Task directions:
Using "navigate" as the search string, find the matching lines below and copy them.

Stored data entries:
- - - - - - -

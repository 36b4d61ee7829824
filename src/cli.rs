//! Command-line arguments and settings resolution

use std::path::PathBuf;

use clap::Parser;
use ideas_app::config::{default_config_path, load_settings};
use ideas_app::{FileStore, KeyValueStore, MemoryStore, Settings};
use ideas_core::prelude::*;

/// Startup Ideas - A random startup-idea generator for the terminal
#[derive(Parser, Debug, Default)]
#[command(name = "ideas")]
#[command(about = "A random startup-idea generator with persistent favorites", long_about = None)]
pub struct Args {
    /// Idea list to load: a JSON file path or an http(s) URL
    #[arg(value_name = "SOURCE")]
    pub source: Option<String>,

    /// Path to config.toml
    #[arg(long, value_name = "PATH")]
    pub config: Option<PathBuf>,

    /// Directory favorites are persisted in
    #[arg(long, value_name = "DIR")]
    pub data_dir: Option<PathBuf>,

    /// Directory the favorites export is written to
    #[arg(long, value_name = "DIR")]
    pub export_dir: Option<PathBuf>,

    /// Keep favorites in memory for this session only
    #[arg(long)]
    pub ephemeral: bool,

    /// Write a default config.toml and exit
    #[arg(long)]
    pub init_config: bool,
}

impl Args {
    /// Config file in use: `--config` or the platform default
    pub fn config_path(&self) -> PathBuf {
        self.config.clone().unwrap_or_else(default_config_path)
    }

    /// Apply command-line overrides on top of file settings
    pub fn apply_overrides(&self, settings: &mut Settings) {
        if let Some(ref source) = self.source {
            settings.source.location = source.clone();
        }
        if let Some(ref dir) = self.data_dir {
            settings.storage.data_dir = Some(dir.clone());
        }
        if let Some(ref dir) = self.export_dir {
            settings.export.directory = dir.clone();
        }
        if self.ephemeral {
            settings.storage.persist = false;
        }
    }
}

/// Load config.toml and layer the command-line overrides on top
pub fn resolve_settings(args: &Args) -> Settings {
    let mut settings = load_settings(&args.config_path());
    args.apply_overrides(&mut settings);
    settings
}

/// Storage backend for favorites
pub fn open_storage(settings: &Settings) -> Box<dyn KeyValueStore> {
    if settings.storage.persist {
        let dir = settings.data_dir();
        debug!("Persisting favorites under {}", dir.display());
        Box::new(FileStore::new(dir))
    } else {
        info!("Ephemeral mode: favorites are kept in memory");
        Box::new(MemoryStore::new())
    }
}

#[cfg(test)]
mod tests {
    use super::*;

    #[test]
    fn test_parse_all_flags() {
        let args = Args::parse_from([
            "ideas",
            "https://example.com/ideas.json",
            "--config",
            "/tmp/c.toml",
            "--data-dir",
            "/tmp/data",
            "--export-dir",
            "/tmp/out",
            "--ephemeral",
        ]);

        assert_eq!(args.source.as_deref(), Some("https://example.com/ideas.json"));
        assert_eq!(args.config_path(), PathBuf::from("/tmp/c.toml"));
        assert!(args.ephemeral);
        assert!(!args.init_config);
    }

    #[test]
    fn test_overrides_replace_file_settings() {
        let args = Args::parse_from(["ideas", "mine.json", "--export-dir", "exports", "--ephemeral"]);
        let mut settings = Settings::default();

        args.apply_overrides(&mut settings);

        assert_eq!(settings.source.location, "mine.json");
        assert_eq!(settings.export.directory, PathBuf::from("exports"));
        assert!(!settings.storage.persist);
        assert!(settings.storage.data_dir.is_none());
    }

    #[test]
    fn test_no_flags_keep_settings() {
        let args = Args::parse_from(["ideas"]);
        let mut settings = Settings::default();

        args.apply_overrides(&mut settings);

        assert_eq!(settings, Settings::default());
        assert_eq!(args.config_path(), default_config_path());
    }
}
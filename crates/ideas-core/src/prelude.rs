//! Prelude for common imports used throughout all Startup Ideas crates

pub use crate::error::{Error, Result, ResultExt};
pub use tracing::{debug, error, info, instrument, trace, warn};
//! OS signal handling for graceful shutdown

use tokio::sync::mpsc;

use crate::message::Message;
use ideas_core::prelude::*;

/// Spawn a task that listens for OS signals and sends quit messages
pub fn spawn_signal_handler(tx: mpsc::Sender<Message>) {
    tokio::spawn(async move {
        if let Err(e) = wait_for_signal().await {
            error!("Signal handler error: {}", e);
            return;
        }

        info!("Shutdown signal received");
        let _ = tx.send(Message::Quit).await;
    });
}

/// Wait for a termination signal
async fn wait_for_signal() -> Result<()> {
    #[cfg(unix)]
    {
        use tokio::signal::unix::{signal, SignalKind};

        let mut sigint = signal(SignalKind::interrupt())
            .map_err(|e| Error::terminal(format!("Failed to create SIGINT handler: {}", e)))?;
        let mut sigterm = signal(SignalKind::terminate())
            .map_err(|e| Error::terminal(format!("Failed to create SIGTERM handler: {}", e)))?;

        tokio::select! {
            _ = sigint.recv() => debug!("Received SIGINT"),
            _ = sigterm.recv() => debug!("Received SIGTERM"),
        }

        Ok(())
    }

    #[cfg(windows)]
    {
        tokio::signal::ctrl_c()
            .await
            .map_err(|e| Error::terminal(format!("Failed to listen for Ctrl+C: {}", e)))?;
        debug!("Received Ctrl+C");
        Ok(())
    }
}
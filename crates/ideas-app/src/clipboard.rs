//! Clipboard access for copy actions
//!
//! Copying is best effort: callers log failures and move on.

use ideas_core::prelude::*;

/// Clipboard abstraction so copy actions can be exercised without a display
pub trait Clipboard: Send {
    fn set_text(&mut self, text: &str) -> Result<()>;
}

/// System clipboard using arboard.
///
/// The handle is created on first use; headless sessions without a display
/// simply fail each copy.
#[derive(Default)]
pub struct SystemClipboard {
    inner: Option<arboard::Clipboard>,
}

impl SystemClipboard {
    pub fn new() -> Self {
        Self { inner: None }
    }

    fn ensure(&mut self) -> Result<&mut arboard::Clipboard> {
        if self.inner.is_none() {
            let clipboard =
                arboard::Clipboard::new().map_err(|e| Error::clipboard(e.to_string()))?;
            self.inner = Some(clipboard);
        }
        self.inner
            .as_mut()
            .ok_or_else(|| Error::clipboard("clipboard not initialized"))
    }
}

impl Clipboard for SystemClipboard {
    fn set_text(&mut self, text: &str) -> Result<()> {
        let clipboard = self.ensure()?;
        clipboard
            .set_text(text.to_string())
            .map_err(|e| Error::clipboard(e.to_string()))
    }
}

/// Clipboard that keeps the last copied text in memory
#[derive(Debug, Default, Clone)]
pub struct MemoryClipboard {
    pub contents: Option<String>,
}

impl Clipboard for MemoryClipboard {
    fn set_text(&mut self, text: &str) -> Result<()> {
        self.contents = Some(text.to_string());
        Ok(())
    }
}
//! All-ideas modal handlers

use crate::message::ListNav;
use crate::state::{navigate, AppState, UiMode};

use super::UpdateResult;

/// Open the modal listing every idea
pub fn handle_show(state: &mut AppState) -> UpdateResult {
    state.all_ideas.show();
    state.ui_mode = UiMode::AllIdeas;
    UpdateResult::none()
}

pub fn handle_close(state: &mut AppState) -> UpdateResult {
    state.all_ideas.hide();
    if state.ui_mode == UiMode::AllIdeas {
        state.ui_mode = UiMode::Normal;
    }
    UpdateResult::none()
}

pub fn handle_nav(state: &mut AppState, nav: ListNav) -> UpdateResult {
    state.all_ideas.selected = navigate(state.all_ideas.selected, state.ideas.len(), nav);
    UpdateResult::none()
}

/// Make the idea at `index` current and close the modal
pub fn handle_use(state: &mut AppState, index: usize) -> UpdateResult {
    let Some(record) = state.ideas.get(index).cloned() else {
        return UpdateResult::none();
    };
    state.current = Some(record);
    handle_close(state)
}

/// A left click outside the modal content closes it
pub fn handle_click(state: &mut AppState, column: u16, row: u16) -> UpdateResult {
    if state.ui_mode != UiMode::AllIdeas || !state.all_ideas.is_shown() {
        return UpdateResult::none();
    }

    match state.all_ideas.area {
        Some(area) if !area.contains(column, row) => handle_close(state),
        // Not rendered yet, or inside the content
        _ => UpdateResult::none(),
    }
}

- - - - - - -

Exercise output:
use crate::state::{navigate, AppState, UiMode};
    state.all_ideas.selected = navigate(state.all_ideas.selected, state.ideas.len(), nav);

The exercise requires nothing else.